Techniques to disrupt HIV viral latency could help a future cure

Two possible therapeutic approaches to cause dormant HIV to re-emerge from their latency reservoir could provide new possible avenues to a cure for HIV, says research.

multiple HIV virus particles in a group of red blood cells

Researchers working to overcome the reservoir of dormant HIV within CD4 T cells have discovered two methods with which to stimulate HIV to re-emerge from latency into the blood stream. Two separate papers, both published in Nature, detail the differing techniques which could lead to a cure for HIV in future.

The research papers, both funded by the US National Institutes of Health (NIH), show promising results disrupting viral latency. While not a cure, the researchers claim combining this therapy with existing antiretrovirals could be the future of HIV treatment.

…the main obstacle to a cure for HIV infection is the immune cell reservoir of the dormant virus following treatment with antiretroviral drugs”

Both approaches were tested at Yerkes National Primate Research Center of Emory University in monkeys infected with SIV, the primate form of HIV and treated with antiretroviral drugs. At the University of North Carolina at Chapel Hill (UNC), tests were also conducted in mice transplanted with human immune cells.
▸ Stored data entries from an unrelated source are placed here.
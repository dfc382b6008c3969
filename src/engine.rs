// src/engine.rs
// One poll cycle: snapshot keywords, fetch listings per keyword (bounded
// fan-out), diff against the seen registry, notify exactly the new items,
// commit registry + status. Per-keyword and per-record failures are isolated;
// persistence failures abort the cycle.

use std::sync::atomic::{AtomicU64, Ordering};
use std::sync::Arc;
use std::time::Duration as StdDuration;

use chrono::Utc;
use metrics::{counter, describe_counter, describe_gauge, gauge};
use once_cell::sync::OnceCell;
use tokio::sync::{watch, Semaphore};
use tokio::task::JoinSet;

use crate::audit::AuditTrail;
use crate::config::WatcherConfig;
use crate::keywords::{Keyword, KeywordStore};
use crate::notify::{Notifier, NotifyTarget};
use crate::seen::SeenRegistry;
use crate::source::{ListingRecord, ListingSource};
use crate::state::StateFile;
use crate::status::{CycleStatus, StatusPublisher};

/// One-time metrics registration (so series show up on whatever exporter the
/// embedding process installs).
fn ensure_metrics_described() {
    static ONCE: OnceCell<()> = OnceCell::new();
    ONCE.get_or_init(|| {
        describe_counter!("watch_cycles_total", "Completed poll cycles.");
        describe_counter!(
            "watch_new_listings_total",
            "Listings notified for the first time."
        );
        describe_counter!(
            "watch_source_errors_total",
            "Per-keyword source fetch failures."
        );
        describe_counter!(
            "watch_notify_errors_total",
            "Per-record notification failures."
        );
        describe_gauge!(
            "watch_last_cycle_ts",
            "Unix ts when the last cycle finished."
        );
    });
}

#[derive(Clone, Copy, Debug)]
pub struct EngineCfg {
    pub max_concurrent_fetches: usize,
    pub notify_pacing_ms: u64,
    pub retention_horizon_days: i64,
    pub prune_every_cycles: u64,
}

impl Default for EngineCfg {
    fn default() -> Self {
        Self {
            max_concurrent_fetches: 4,
            notify_pacing_ms: 0,
            retention_horizon_days: 30,
            prune_every_cycles: 10,
        }
    }
}

impl From<&WatcherConfig> for EngineCfg {
    fn from(cfg: &WatcherConfig) -> Self {
        Self {
            max_concurrent_fetches: cfg.max_concurrent_fetches,
            notify_pacing_ms: cfg.notify_pacing_ms,
            retention_horizon_days: cfg.retention_horizon_days,
            prune_every_cycles: cfg.prune_every_cycles,
        }
    }
}

pub struct PollCycleEngine {
    keywords: Arc<KeywordStore>,
    source: Arc<dyn ListingSource>,
    notifier: Arc<dyn Notifier>,
    state: Arc<StateFile>,
    seen: SeenRegistry,
    status: Arc<StatusPublisher>,
    target: NotifyTarget,
    audit: Option<AuditTrail>,
    cfg: EngineCfg,
    cycles_run: AtomicU64,
}

impl PollCycleEngine {
    pub fn new(
        keywords: Arc<KeywordStore>,
        source: Arc<dyn ListingSource>,
        notifier: Arc<dyn Notifier>,
        state: Arc<StateFile>,
        status: Arc<StatusPublisher>,
        target: NotifyTarget,
        cfg: EngineCfg,
    ) -> Self {
        let seen = SeenRegistry::new(Arc::clone(&state));
        Self {
            keywords,
            source,
            notifier,
            state,
            seen,
            status,
            target,
            audit: None,
            cfg,
            cycles_run: AtomicU64::new(0),
        }
    }

    pub fn with_audit(mut self, audit: AuditTrail) -> Self {
        self.audit = Some(audit);
        self
    }

    pub fn seen(&self) -> &SeenRegistry {
        &self.seen
    }

    /// Convenience wrapper for callers without a stop channel.
    pub async fn run_cycle(&self) -> CycleStatus {
        let (_tx, rx) = watch::channel(false);
        self.run_cycle_until(&rx).await
    }

    /// Run one full cycle. The stop signal is honored between keyword
    /// iterations only, never between a send and its registry commit.
    pub async fn run_cycle_until(&self, stop: &watch::Receiver<bool>) -> CycleStatus {
        ensure_metrics_described();
        let started_at = Utc::now();
        let keywords = self.keywords.list();

        let mut source_errors = 0usize;
        let mut notify_errors = 0usize;
        let mut new_listings_found = 0usize;
        let mut keywords_processed = 0usize;
        let mut last_error: Option<String> = None;

        // Fetch phase: keywords are independent, so fan out with a bounded
        // pool. Results slot back into snapshot order, keeping dispatch
        // deterministic.
        let semaphore = Arc::new(Semaphore::new(self.cfg.max_concurrent_fetches.max(1)));
        let mut join_set = JoinSet::new();
        for (idx, kw) in keywords.iter().enumerate() {
            let source = Arc::clone(&self.source);
            let semaphore = Arc::clone(&semaphore);
            let kw = kw.clone();
            join_set.spawn(async move {
                let _permit = semaphore.acquire_owned().await.expect("semaphore closed");
                let fetched = source.fetch(&kw).await;
                (idx, kw, fetched)
            });
        }

        let mut fetched: Vec<Option<(Keyword, Vec<ListingRecord>)>> = Vec::new();
        fetched.resize_with(keywords.len(), || None);
        while let Some(joined) = join_set.join_next().await {
            match joined {
                Ok((idx, kw, Ok(records))) => {
                    tracing::debug!(keyword = %kw, count = records.len(), "fetched listings");
                    fetched[idx] = Some((kw, records));
                }
                Ok((_, kw, Err(e))) => {
                    source_errors += 1;
                    counter!("watch_source_errors_total").increment(1);
                    tracing::warn!(keyword = %kw, error = %e, "source unavailable, keyword skipped this cycle");
                    last_error = Some(format!("{kw}: {e}"));
                }
                Err(e) => {
                    source_errors += 1;
                    counter!("watch_source_errors_total").increment(1);
                    tracing::warn!(error = %e, "fetch task failed");
                    last_error = Some(format!("fetch task failed: {e}"));
                }
            }
        }

        // Dispatch phase: single writer, snapshot order. A new item is
        // notified first and recorded only after the send succeeded, so a
        // failed send stays unseen and retries next cycle.
        let pacing = StdDuration::from_millis(self.cfg.notify_pacing_ms);
        'dispatch: for slot in fetched {
            let Some((kw, records)) = slot else { continue };
            if *stop.borrow() {
                tracing::info!("stop signal observed, halting cycle before next keyword");
                break;
            }
            for record in records {
                if self.seen.has(&kw, &record.listing_id) {
                    continue;
                }
                match self.notifier.send(&self.target, &record).await {
                    Ok(()) => {
                        let notified_at = Utc::now();
                        if let Err(e) = self.seen.record(&kw, &record.listing_id, notified_at) {
                            tracing::error!(
                                keyword = %kw,
                                listing_id = %record.listing_id,
                                error = %e,
                                "seen registry write failed, aborting cycle"
                            );
                            last_error = Some(e.to_string());
                            break 'dispatch;
                        }
                        new_listings_found += 1;
                        counter!("watch_new_listings_total").increment(1);
                        if let Some(audit) = &self.audit {
                            audit.append(&record, notified_at);
                        }
                        if !pacing.is_zero() {
                            tokio::time::sleep(pacing).await;
                        }
                    }
                    Err(e) => {
                        notify_errors += 1;
                        counter!("watch_notify_errors_total").increment(1);
                        tracing::warn!(
                            keyword = %kw,
                            listing_id = %record.listing_id,
                            error = %e,
                            "notify failed, record stays unseen for retry next cycle"
                        );
                        last_error = Some(e.to_string());
                    }
                }
            }
            keywords_processed += 1;
        }

        // Commit: publish the snapshot and persist it alongside the seen map
        // so the dashboard reads both from one document.
        let finished_at = Utc::now();
        let status = CycleStatus {
            started_at,
            finished_at,
            keywords_processed,
            new_listings_found,
            source_errors,
            notify_errors,
            last_error,
        };
        self.status.publish(status.clone());
        if let Err(e) = self.state.update(|doc| doc.last_cycle = Some(status.clone())) {
            tracing::warn!(error = %e, "persisting cycle status failed");
        }
        counter!("watch_cycles_total").increment(1);
        gauge!("watch_last_cycle_ts").set(finished_at.timestamp() as f64);

        // Amortized retention pruning.
        let cycle_no = self.cycles_run.fetch_add(1, Ordering::Relaxed) + 1;
        if self.cfg.prune_every_cycles > 0 && cycle_no % self.cfg.prune_every_cycles == 0 {
            let horizon = chrono::Duration::days(self.cfg.retention_horizon_days.max(0));
            match self.seen.prune(horizon, finished_at) {
                Ok(0) => {}
                Ok(n) => tracing::info!(removed = n, "pruned seen entries past retention horizon"),
                Err(e) => tracing::warn!(error = %e, "prune failed"),
            }
        }

        status
    }
}
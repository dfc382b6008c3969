// src/audit.rs
// Optional append-only trail of notified listings, one JSON object per line.
// The dashboard reads it for history display; the engine itself never reads
// it back. Best-effort: a failed append is logged and never fails the cycle.

use std::fs::OpenOptions;
use std::io::Write;
use std::path::{Path, PathBuf};

use chrono::{DateTime, Utc};
use serde::Serialize;

use crate::source::ListingRecord;

#[derive(Debug, Serialize)]
struct AuditLine<'a> {
    ts: DateTime<Utc>,
    keyword: &'a str,
    listing_id: &'a str,
    title: &'a str,
    price: &'a str,
    url: &'a str,
}

#[derive(Debug, Clone)]
pub struct AuditTrail {
    path: PathBuf,
}

impl AuditTrail {
    pub fn new(path: impl AsRef<Path>) -> Self {
        Self {
            path: path.as_ref().to_path_buf(),
        }
    }

    pub fn append(&self, record: &ListingRecord, ts: DateTime<Utc>) {
        let line = AuditLine {
            ts,
            keyword: record.keyword.as_str(),
            listing_id: &record.listing_id,
            title: &record.title,
            price: &record.price,
            url: &record.url,
        };
        if let Err(e) = self.append_line(&line) {
            tracing::warn!(error = %e, path = %self.path.display(), "audit append failed");
        }
    }

    fn append_line(&self, line: &AuditLine<'_>) -> anyhow::Result<()> {
        if let Some(parent) = self.path.parent() {
            if !parent.as_os_str().is_empty() {
                std::fs::create_dir_all(parent)?;
            }
        }
        let mut file = OpenOptions::new()
            .create(true)
            .append(true)
            .open(&self.path)?;
        let json = serde_json::to_string(line)?;
        writeln!(file, "{json}")?;
        Ok(())
    }
}
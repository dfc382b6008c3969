// tests/engine_failures.rs
// Failure isolation: a bad keyword or a failing send never aborts the cycle,
// and a stop signal halts between keywords only.

use std::path::Path;
use std::sync::Arc;

use async_trait::async_trait;
use chrono::Utc;
use listing_watcher::engine::{EngineCfg, PollCycleEngine};
use listing_watcher::error::NotifyError;
use listing_watcher::keywords::{Keyword, KeywordStore};
use listing_watcher::notify::{MemoryNotifier, Notifier, NotifyTarget};
use listing_watcher::source::{ListingRecord, ListingSource, StaticSource};
use listing_watcher::state::StateFile;
use listing_watcher::status::StatusPublisher;
use tokio::sync::watch;

fn listing(id: &str, kw: &Keyword) -> ListingRecord {
    ListingRecord::new(
        id,
        kw.clone(),
        format!("Listing {id}"),
        "EUR 50,00",
        format!("https://example.test/itm/{id}"),
        Utc::now(),
    )
}

fn build_with(
    dir: &Path,
    notifier: Arc<dyn Notifier>,
) -> (Arc<KeywordStore>, Arc<StaticSource>, Arc<StateFile>, Arc<StatusPublisher>, PollCycleEngine)
{
    let keywords = Arc::new(KeywordStore::open(dir.join("keywords.txt")).unwrap());
    let source = Arc::new(StaticSource::new());
    let state = Arc::new(StateFile::open(dir.join("state.json")).unwrap());
    let status = Arc::new(StatusPublisher::new());
    let engine = PollCycleEngine::new(
        Arc::clone(&keywords),
        Arc::clone(&source) as Arc<dyn ListingSource>,
        notifier,
        Arc::clone(&state),
        Arc::clone(&status),
        NotifyTarget {
            chat_id: "-987654321".into(),
        },
        EngineCfg::default(),
    );
    (keywords, source, state, status, engine)
}

#[tokio::test]
async fn one_failing_keyword_does_not_abort_the_cycle() {
    let tmp = tempfile::tempdir().unwrap();
    let notifier = Arc::new(MemoryNotifier::new());
    let (keywords, source, _state, status, engine) =
        build_with(tmp.path(), Arc::clone(&notifier) as Arc<dyn Notifier>);

    keywords.add("playstation 5").unwrap();
    keywords.add("grafikkarte").unwrap();
    let ps5 = Keyword::new("playstation 5").unwrap();
    let gpu = Keyword::new("grafikkarte").unwrap();

    source.fail_keyword(&ps5);
    source.set_listings(&gpu, vec![listing("itm-g", &gpu)]);

    let s = engine.run_cycle().await;
    assert_eq!(s.source_errors, 1);
    assert_eq!(s.keywords_processed, 1);
    assert_eq!(s.new_listings_found, 1);
    assert!(s.last_error.as_deref().unwrap().contains("playstation 5"));
    assert_eq!(notifier.sends_for("itm-g"), 1);

    // The status still committed despite the partial failure.
    assert_eq!(status.current().unwrap(), s);

    // Recovery on a later cycle clears the error.
    source.clear_failure(&ps5);
    let s2 = engine.run_cycle().await;
    assert_eq!(s2.source_errors, 0);
    assert!(s2.last_error.is_none());
    assert_eq!(s2.keywords_processed, 2);
}

#[tokio::test]
async fn failed_send_stays_unseen_and_retries_next_cycle() {
    let tmp = tempfile::tempdir().unwrap();
    let notifier = Arc::new(MemoryNotifier::new());
    let (keywords, source, state, _status, engine) =
        build_with(tmp.path(), Arc::clone(&notifier) as Arc<dyn Notifier>);

    keywords.add("vintage camera").unwrap();
    let kw = Keyword::new("vintage camera").unwrap();
    source.set_listings(&kw, vec![listing("itm-x", &kw)]);

    notifier.fail_listing("itm-x");
    let s1 = engine.run_cycle().await;
    assert_eq!(s1.notify_errors, 1);
    assert_eq!(s1.new_listings_found, 0);
    assert!(!engine.seen().has(&kw, "itm-x"));

    let before_retry = Utc::now();
    notifier.clear_failures();
    let s2 = engine.run_cycle().await;
    assert_eq!(s2.notify_errors, 0);
    assert_eq!(s2.new_listings_found, 1);
    assert!(engine.seen().has(&kw, "itm-x"));
    assert_eq!(notifier.sends_for("itm-x"), 1);

    // The recorded timestamp belongs to the successful (later) attempt.
    let ts = state.read(|doc| doc.seen["vintage camera"]["itm-x"]);
    assert!(ts >= before_retry);
}

/// Delivers through an inner recorder, then flips the stop flag, so the
/// cycle observes the signal after the first keyword's dispatch.
struct StopAfterSend {
    tx: watch::Sender<bool>,
    inner: MemoryNotifier,
}

#[async_trait]
impl Notifier for StopAfterSend {
    async fn send(
        &self,
        target: &NotifyTarget,
        record: &ListingRecord,
    ) -> Result<(), NotifyError> {
        let res = self.inner.send(target, record).await;
        let _ = self.tx.send(true);
        res
    }
}

#[tokio::test]
async fn stop_signal_halts_between_keywords_not_mid_commit() {
    let tmp = tempfile::tempdir().unwrap();
    let (stop_tx, stop_rx) = watch::channel(false);
    let notifier = Arc::new(StopAfterSend {
        tx: stop_tx,
        inner: MemoryNotifier::new(),
    });
    let (keywords, source, _state, status, engine) =
        build_with(tmp.path(), Arc::clone(&notifier) as Arc<dyn Notifier>);

    keywords.add("playstation 5").unwrap();
    keywords.add("grafikkarte").unwrap();
    let ps5 = Keyword::new("playstation 5").unwrap();
    let gpu = Keyword::new("grafikkarte").unwrap();
    source.set_listings(&ps5, vec![listing("itm-p", &ps5)]);
    source.set_listings(&gpu, vec![listing("itm-g", &gpu)]);

    let s = engine.run_cycle_until(&stop_rx).await;

    // First keyword finished its send+record sequence; the second was never
    // dispatched; the cycle still committed a status.
    assert_eq!(s.new_listings_found, 1);
    assert_eq!(s.keywords_processed, 1);
    assert!(engine.seen().has(&ps5, "itm-p"));
    assert!(!engine.seen().has(&gpu, "itm-g"));
    assert_eq!(notifier.inner.sent_count(), 1);
    assert!(status.current().is_some());
}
One paper describes how AZD5582 activates an intracellular pathway that leads to HIV and SIV reactivation. The drug showed minimal toxicity in non-human primates – just one of twelve treated monkeys experienced a temporary fever and loss of appetite.

“AZD5582 was remarkable in its ability to reactivate latent SIV from resting CD4+ T cells and to induce continued virus production in the blood when monkeys were still receiving daily antiretroviral therapy,” said Dr Ann Chahroudi, co-senior author on both papers, associate professor of paediatrics and director of the Center for Childhood Infections & Vaccines at Emory and Children’s Healthcare of Atlanta.

In the other study, researchers stimulated the cells that are the main viral hosts (CD4+ T cells) while depleting CD8+ T cells, which normally fight the virus.

This combination was especially potent according to the study; however, both components were necessary to see SIV re-emerge.

“The old paradigm is that you need CD8 cells to clear other infected cells,” said Dr Guido Silvestri, paper senior author, interim chair of pathology and laboratory medicine at Emory University School of Medicine and chief of microbiology and immunology at Yerkes National Primate Research Center. “We’re showing that CD8 cells are also involved in repressing latency reversal.”

The main obstacle to a cure for HIV infection is the immune cell reservoir of the dormant virus following treatment with antiretroviral drugs. No interventions have been proven to reduce the size of the reservoir, because once the animals were taken off antiretroviral drugs, viral levels rebounded. The scientists think that post re-emergence, the virus needs to be treated with other targeted modes of treatment, such as antibodies.

“The exciting thing about these papers being published together are the concordance of the results in two animal models with both approaches and the opening up of new avenues for research towards the goal of an HIV cure,” said Chahroudi.